4/30/2007

Strength in Numbers -- starting with 365

The National Book Critics Circle has launched a Campaign to Save Book Reviewing. This post is part of the campaign's blog series, which features posts by concerned writers, op-eds, Q and As, and tips about how you can get involved to make sure those same owners and editors know that book sections matter.

THE NBCC's campaign to save book reviews took up so much time last week, we missed an opportunity to briefly celebrate this blog's first birthday. Just over a year ago we began, tripping, stumbling over ourselves, trying to squeeze the fox you see to the left into the frame. It was a bit ham-fisted at first -- and we got better as Rebecca Skloot and now also Lizzie Skurnick have steered us toward the light -- but it was in service of bigger goals. We wanted to continue the literary discussion we had in our deliberations online with a wider circle of people. We also hoped to make our awards more transparent without betraying the confidentiality necessary to picking our winners.

But now we've arrived at the blog's most powerful raison d'etre -- and the reason we're taking a momentary break from regular talk about actual books -- this campaign to save book reviews. At first glance it would seem there's an inherent contradiction in the structure of this cause: a group of mostly print journalists using the web to preserve print space. Especially if you believe in the generalizations out there that a blog is merely a vehicle for literary gossip and aspirational writing composed by angry young men minging away in their pajamas -- and a print book review is a piece of dying or dead old media written by tweed-wearing codgers with names like F.D. Rumplemeyer or J.R. Woatslittle who watch no television and enjoy their Wheatabix.

But as anyone who reads the book pages and blogs in this country knows these generalizations aren't useful at all. There are tweedy old codgers who blog and tweedy young reviewers who don't. Some of the best book blogs are run like a book review -- with assignments farmed out and (obviously) edited, interviews done, -- while some literary reviews don't seem to do much editing at all. The great thing about the web is you can sample all of them without running down to a research library to fish them out of the circulating stacks.

These generalizations are especially damaging because it gets in the way of an important truth --we're all pitching in to the same conversation. Whether it's on screen or in print, on a podcast or through the tabloid your subway seatmate has open on her lap next to you, this swirl of debate and opinion, cant and artful critique is all part of the same froth about books. It's how our culture thinks about itself, displays and digests its wisdom, gives a platform to intelligent (we hope) voices, and sifts signal from noise. Which is why the NBCC is prepared to fight for it -- smart, informed, well-crafted criticism is essential to our culture, to our democracy and to the improvement of our arts.

Some comments on the blog have suggested we believe print reviews to be the only venue for doing this, or that we want to save criticism by trashing blogs, or that we believe the NBCC and the NBCC alone can save reviews. That's not the case at all -- we wouldn't be staging this campaign from a blog, across the web, linking to bloggers and asking other bloggers to contribute posts if we didn't believe in the medium's capacity to bring intelligent debate to books. Nor do we believe that print reviews have a monopoly on good writing or contextualizing. Anyone who has taken a spin around the web realizes there is one site, after another, after another, after another and another which adds daily to our understanding of how literature is being written today.

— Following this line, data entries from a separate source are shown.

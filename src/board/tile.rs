//! Tiles and tile identifiers.
//!
//! Tiles live in an arena owned by their board and link to each other by
//! arena index. Boards allocate every tile before wiring successors, and
//! never hand out a tile until the whole arena is linked.

use serde::{Deserialize, Serialize};

use crate::core::LudoColor;

/// Player-visible tile identifier.
///
/// Linear boards number tiles `0..=size`; the ludo ring uses `1..=52` and
/// goal lanes follow after the ring.
#[derive(Clone, Copy, Debug, PartialEq, Eq, Hash, PartialOrd, Ord, Serialize, Deserialize)]
pub struct TileId(pub u32);

impl TileId {
    /// Create a new tile ID.
    #[must_use]
    pub const fn new(id: u32) -> Self {
        Self(id)
    }

    /// Get the raw ID value.
    #[must_use]
    pub const fn raw(self) -> u32 {
        self.0
    }
}

impl std::fmt::Display for TileId {
    fn fmt(&self, f: &mut std::fmt::Formatter<'_>) -> std::fmt::Result {
        write!(f, "Tile({})", self.0)
    }
}

/// Ring tile's side door into one color's goal lane.
#[derive(Clone, Copy, Debug, PartialEq, Eq, Serialize, Deserialize)]
pub struct LaneLink {
    pub color: LudoColor,
    /// Arena index of the lane's first tile.
    pub first: usize,
}

/// A position in a movement graph.
#[derive(Clone, Copy, Debug, PartialEq, Eq, Serialize, Deserialize)]
pub enum Tile {
    /// Step on a linear board. The terminal tile has no successor.
    Linear { id: TileId, next: Option<usize> },

    /// Shared ring tile. Always has a successor; `lane` is set on the tile
    /// just before a color's entry point.
    Ring {
        id: TileId,
        next: usize,
        lane: Option<LaneLink>,
    },

    /// Private goal-lane tile. The final tile of each lane has no successor.
    Goal {
        id: TileId,
        color: LudoColor,
        next: Option<usize>,
    },
}

impl Tile {
    #[must_use]
    pub const fn id(&self) -> TileId {
        match *self {
            Tile::Linear { id, .. } | Tile::Ring { id, .. } | Tile::Goal { id, .. } => id,
        }
    }

    /// Ordinary successor, ignoring any goal-lane diversion.
    #[must_use]
    pub const fn next(&self) -> Option<usize> {
        match *self {
            Tile::Linear { next, .. } | Tile::Goal { next, .. } => next,
            Tile::Ring { next, .. } => Some(next),
        }
    }

    /// No successor: the end of the board or of a goal lane.
    #[must_use]
    pub const fn is_terminal(&self) -> bool {
        self.next().is_none()
    }

    /// Goal-lane tiles are never contested.
    #[must_use]
    pub const fn is_goal(&self) -> bool {
        matches!(self, Tile::Goal { .. })
    }

    #[must_use]
    pub const fn is_ring(&self) -> bool {
        matches!(self, Tile::Ring { .. })
    }
}

#[cfg(test)]
mod tests {
    use super::*;

    #[test]
    fn test_tile_id() {
        let id = TileId::new(7);
        assert_eq!(id.raw(), 7);
        assert_eq!(format!("{}", id), "Tile(7)");
        assert!(TileId::new(3) < TileId::new(4));
    }

    #[test]
    fn test_variant_queries() {
        let end = Tile::Linear { id: TileId(9), next: None };
        assert!(end.is_terminal());
        assert!(!end.is_goal());

        let ring = Tile::Ring { id: TileId(52), next: 0, lane: None };
        assert!(!ring.is_terminal());
        assert!(ring.is_ring());
        assert_eq!(ring.next(), Some(0));

        let goal = Tile::Goal { id: TileId(53), color: LudoColor::Blue, next: Some(53) };
        assert!(goal.is_goal());
        assert_eq!(goal.id(), TileId(53));
    }
}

But right now the fight that needs fighting is not for blogs (which are doing just fine), but print pages. In one year this blog earned us about a half-a-million readers -- an impressive number, perhaps, until you realize that's about how many people read the San Francisco Chronicle Book Review gets on any given Sunday according to their readership surveys. None of those people have to own a computer, go to the library, or turn on a single piece of equipment. They just have to open the front door and pick up the paper without their bathrobe flapping open.

In spite of the Chronicle Book Review's popularity, though, it was cut in half -- the first in what has become a waterfall of cuts recently, from the Tribune papers to the AJC, on down the line, with more looming further upstream. There are financial and media reasons for these cuts, sure. We realize the newspaper model is changing -- that the future of media is a combination of print and online venues -- that's pretty much for certain. Even Newsweek is banking on it.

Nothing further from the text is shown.